## Work to complete
For the listing below, give the count of lines containing the string "root" and nothing else.

## Dataset
· · ·

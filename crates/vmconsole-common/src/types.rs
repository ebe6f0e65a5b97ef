//! Shared vocabulary: session kinds, endpoints, lifecycle states, control verbs.

use std::fmt;
use std::str::FromStr;

use serde::{Deserialize, Serialize};

// =============================================================================
// SESSION KIND
// =============================================================================

#[derive(Debug, Clone, Copy, PartialEq, Eq, Hash, Serialize, Deserialize)]
#[serde(rename_all = "lowercase")]
pub enum SessionKind {
    /// Remote pixel framebuffer (VNC).
    Graphical,
    /// Remote character-grid shell.
    Text,
}

impl fmt::Display for SessionKind {
    fn fmt(&self, f: &mut fmt::Formatter<'_>) -> fmt::Result {
        match self {
            SessionKind::Graphical => write!(f, "graphical"),
            SessionKind::Text => write!(f, "text"),
        }
    }
}

// =============================================================================
// ENDPOINT HINT
// =============================================================================

/// Kind-specific addressing data supplied by whoever calls `open`.
#[derive(Debug, Clone, Copy, PartialEq, Eq, Serialize, Deserialize)]
#[serde(tag = "type", rename_all = "snake_case")]
pub enum EndpointHint {
    /// VNC display of a VM. `None` or `Some(0)` means the VM has no display
    /// (usually because it is not running).
    Display { port: Option<u16> },
    /// Shell inside a container, addressed by the target name alone.
    Shell,
    /// Privileged shell on the host itself.
    HostShell,
}

impl EndpointHint {
    pub fn kind(&self) -> SessionKind {
        match self {
            EndpointHint::Display { .. } => SessionKind::Graphical,
            EndpointHint::Shell | EndpointHint::HostShell => SessionKind::Text,
        }
    }

    /// The usable display port, if any.
    pub fn display_port(&self) -> Option<u16> {
        match self {
            EndpointHint::Display { port: Some(p) } if *p != 0 => Some(*p),
            _ => None,
        }
    }
}

// =============================================================================
// LIFECYCLE STATE
// =============================================================================

#[derive(Debug, Clone, Copy, PartialEq, Eq, Hash, Serialize, Deserialize)]
#[serde(rename_all = "lowercase")]
pub enum LifecycleState {
    Created,
    Connecting,
    Connected,
    Error,
    Closed,
}

impl LifecycleState {
    /// Whether `self -> to` is a legal edge of the session state machine.
    pub fn can_transition_to(self, to: LifecycleState) -> bool {
        use LifecycleState::*;
        matches!(
            (self, to),
            (Created, Connecting)
                | (Created, Closed)
                | (Connecting, Connected)
                | (Connecting, Error)
                | (Connecting, Closed)
                | (Connected, Error)
                | (Connected, Closed)
                | (Error, Closed)
        )
    }
}

impl fmt::Display for LifecycleState {
    fn fmt(&self, f: &mut fmt::Formatter<'_>) -> fmt::Result {
        let s = match self {
            LifecycleState::Created => "created",
            LifecycleState::Connecting => "connecting",
            LifecycleState::Connected => "connected",
            LifecycleState::Error => "error",
            LifecycleState::Closed => "closed",
        };
        f.write_str(s)
    }
}

// =============================================================================
// CONTROL VERB
// =============================================================================

/// Management command sent through the request/response API.
#[derive(Debug, Clone, Copy, PartialEq, Eq, Hash, Serialize, Deserialize)]
#[serde(rename_all = "kebab-case")]
pub enum ControlVerb {
    Start,
    Stop,
    ForceStop,
    Delete,
}

impl ControlVerb {
    /// Path segment understood by the management API.
    pub fn as_action(&self) -> &'static str {
        match self {
            ControlVerb::Start => "start",
            ControlVerb::Stop => "stop",
            ControlVerb::ForceStop => "destroy",
            ControlVerb::Delete => "delete",
        }
    }

    /// Whether a successful run takes the target's console away.
    pub fn tears_down(&self) -> bool {
        !matches!(self, ControlVerb::Start)
    }
}

impl fmt::Display for ControlVerb {
    fn fmt(&self, f: &mut fmt::Formatter<'_>) -> fmt::Result {
        let s = match self {
            ControlVerb::Start => "start",
            ControlVerb::Stop => "stop",
            ControlVerb::ForceStop => "force-stop",
            ControlVerb::Delete => "delete",
        };
        f.write_str(s)
    }
}

impl FromStr for ControlVerb {
    type Err = String;

    fn from_str(s: &str) -> Result<Self, Self::Err> {
        match s.trim().to_ascii_lowercase().as_str() {
            "start" => Ok(ControlVerb::Start),
            "stop" | "shutdown" => Ok(ControlVerb::Stop),
            "force-stop" | "force_stop" | "destroy" => Ok(ControlVerb::ForceStop),
            "delete" => Ok(ControlVerb::Delete),
            other => Err(format!("unknown control verb: {other}")),
        }
    }
}
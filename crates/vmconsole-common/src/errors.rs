use std::path::PathBuf;

use crate::id::SessionId;
use crate::types::LifecycleState;

#[derive(Debug, thiserror::Error)]
pub enum ConfigError {
    #[error("config file not found: {0}")]
    FileNotFound(PathBuf),

    #[error("config parse error: {0}")]
    ParseError(String),

    #[error("config validation error: {0}")]
    ValidationError(String),
}

/// Everything that can end or refuse a console session.
///
/// `TargetUnavailable`, `TransportError`, `AuthRejected` and `UserCancelled`
/// are terminal for the session they belong to and are never retried.
#[derive(Debug, Clone, PartialEq, Eq, thiserror::Error)]
pub enum ConsoleError {
    #[error("target unavailable: {0}")]
    TargetUnavailable(String),

    #[error("transport error: {0}")]
    TransportError(String),

    #[error("authentication rejected: {0}")]
    AuthRejected(String),

    #[error("closed by user")]
    UserCancelled,

    #[error("no such session: {0}")]
    SessionNotFound(SessionId),

    #[error("invalid lifecycle transition {from} -> {to}")]
    InvalidTransition {
        from: LifecycleState,
        to: LifecycleState,
    },

    #[error("control action failed: {0}")]
    ControlFailed(String),

    #[error("clipboard error: {0}")]
    Clipboard(String),
}

impl ConsoleError {
    /// Whether the failure is shown to the operator (status change plus a
    /// delayed auto-close) instead of closing the session silently.
    pub fn is_visible(&self) -> bool {
        matches!(
            self,
            ConsoleError::TargetUnavailable(_)
                | ConsoleError::TransportError(_)
                | ConsoleError::AuthRejected(_)
        )
    }
}

#[derive(Debug, thiserror::Error)]
pub enum VmConsoleError {
    #[error(transparent)]
    Config(#[from] ConfigError),

    #[error(transparent)]
    Console(#[from] ConsoleError),

    #[error(transparent)]
    Io(#[from] std::io::Error),
}

#[cfg(test)]
mod tests {
    use super::*;

    #[test]
    fn config_error_display() {
        let err = ConfigError::FileNotFound(PathBuf::from("/tmp/missing.toml"));
        assert_eq!(err.to_string(), "config file not found: /tmp/missing.toml");

        let err = ConfigError::ParseError("unexpected token".into());
        assert_eq!(err.to_string(), "config parse error: unexpected token");

        let err = ConfigError::ValidationError("timing.connect_timeout_secs".into());
        assert_eq!(
            err.to_string(),
            "config validation error: timing.connect_timeout_secs"
        );
    }

    #[test]
    fn console_error_display() {
        let err = ConsoleError::TargetUnavailable("vm1 has no display port".into());
        assert_eq!(err.to_string(), "target unavailable: vm1 has no display port");

        let err = ConsoleError::AuthRejected("HTTP 403".into());
        assert_eq!(err.to_string(), "authentication rejected: HTTP 403");

        let err = ConsoleError::InvalidTransition {
            from: LifecycleState::Closed,
            to: LifecycleState::Connected,
        };
        assert_eq!(
            err.to_string(),
            "invalid lifecycle transition closed -> connected"
        );

        assert_eq!(ConsoleError::UserCancelled.to_string(), "closed by user");
    }

    #[test]
    fn visible_errors() {
        assert!(ConsoleError::TransportError("reset".into()).is_visible());
        assert!(ConsoleError::AuthRejected("401".into()).is_visible());
        assert!(ConsoleError::TargetUnavailable("no port".into()).is_visible());
        assert!(!ConsoleError::UserCancelled.is_visible());
    }

    #[test]
    fn umbrella_from_config() {
        let err: VmConsoleError = ConfigError::ParseError("bad toml".into()).into();
        assert!(matches!(err, VmConsoleError::Config(_)));
        assert!(err.to_string().contains("bad toml"));
    }

    #[test]
    fn umbrella_from_console() {
        let err: VmConsoleError = ConsoleError::UserCancelled.into();
        assert!(matches!(err, VmConsoleError::Console(_)));
    }

    #[test]
    fn umbrella_from_io() {
        let io_err = std::io::Error::new(std::io::ErrorKind::NotFound, "file missing");
        let err: VmConsoleError = io_err.into();
        assert!(matches!(err, VmConsoleError::Io(_)));
        assert!(err.to_string().contains("file missing"));
    }
}
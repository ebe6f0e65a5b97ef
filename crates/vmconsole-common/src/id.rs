use serde::{Deserialize, Serialize};
use std::fmt;

pub fn new_id() -> String {
    uuid::Uuid::new_v4().to_string()
}

/// Opaque, process-unique identifier of one console session.
///
/// Every call to [`SessionId::new`] yields a fresh UUID, so an id that has
/// been closed is never handed out again.
#[derive(Debug, Clone, PartialEq, Eq, Hash, Serialize, Deserialize)]
pub struct SessionId(String);

impl SessionId {
    pub fn new() -> Self {
        Self(new_id())
    }

    pub fn as_str(&self) -> &str {
        &self.0
    }

    /// First eight characters, for log lines and tab titles.
    pub fn short(&self) -> &str {
        self.0.get(..8).unwrap_or(&self.0)
    }
}

impl Default for SessionId {
    fn default() -> Self {
        Self::new()
    }
}

impl fmt::Display for SessionId {
    fn fmt(&self, f: &mut fmt::Formatter<'_>) -> fmt::Result {
        write!(f, "{}", self.0)
    }
}

#[cfg(test)]
mod tests {
    use super::*;

    #[test]
    fn new_id_is_valid_uuid() {
        let id = new_id();
        let parsed = uuid::Uuid::parse_str(&id);
        assert!(parsed.is_ok());
        assert_eq!(parsed.unwrap().get_version_num(), 4);
    }

    #[test]
    fn session_ids_are_never_reused() {
        use std::collections::HashSet;
        let ids: HashSet<SessionId> = (0..256).map(|_| SessionId::new()).collect();
        assert_eq!(ids.len(), 256);
    }

    #[test]
    fn session_id_display() {
        let sid = SessionId::new();
        assert_eq!(sid.to_string(), sid.as_str());
    }

    #[test]
    fn session_id_short_prefix() {
        let sid = SessionId::new();
        assert_eq!(sid.short().len(), 8);
        assert!(sid.as_str().starts_with(sid.short()));
    }

    #[test]
    fn session_id_serialization() {
        let sid = SessionId::new();
        let json = serde_json::to_string(&sid).unwrap();
        let deserialized: SessionId = serde_json::from_str(&json).unwrap();
        assert_eq!(sid, deserialized);
    }
}
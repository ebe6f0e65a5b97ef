//! Commented default config file content.

pub(crate) fn default_config_toml() -> String {
    r##"# vmconsole configuration
# Schema version 1
# Only override what you want to change -- missing fields use defaults.

[proxy]
# ws_url = "ws://127.0.0.1:5000"      # console proxy (ws:// or wss://)
# api_url = "http://127.0.0.1:5000"   # management API (http:// or https://)
# token = ""                          # JWT or API key, sent as ?token= and Bearer
# operator = "root"                   # identity this console runs as
# privileged_user = "root"            # only this identity may open the host shell

[display]
# credential = ""                     # VNC password, empty for none

[timing]
# error_close_delay_ms = 2000         # 100-60000
# control_grace_delay_ms = 2000       # 100-60000
# connect_timeout_secs = 15           # 1-300

[logging]
# level = "info"                      # error, warn, info, debug, trace
"##
    .to_string()
}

· · ·

## The answer
2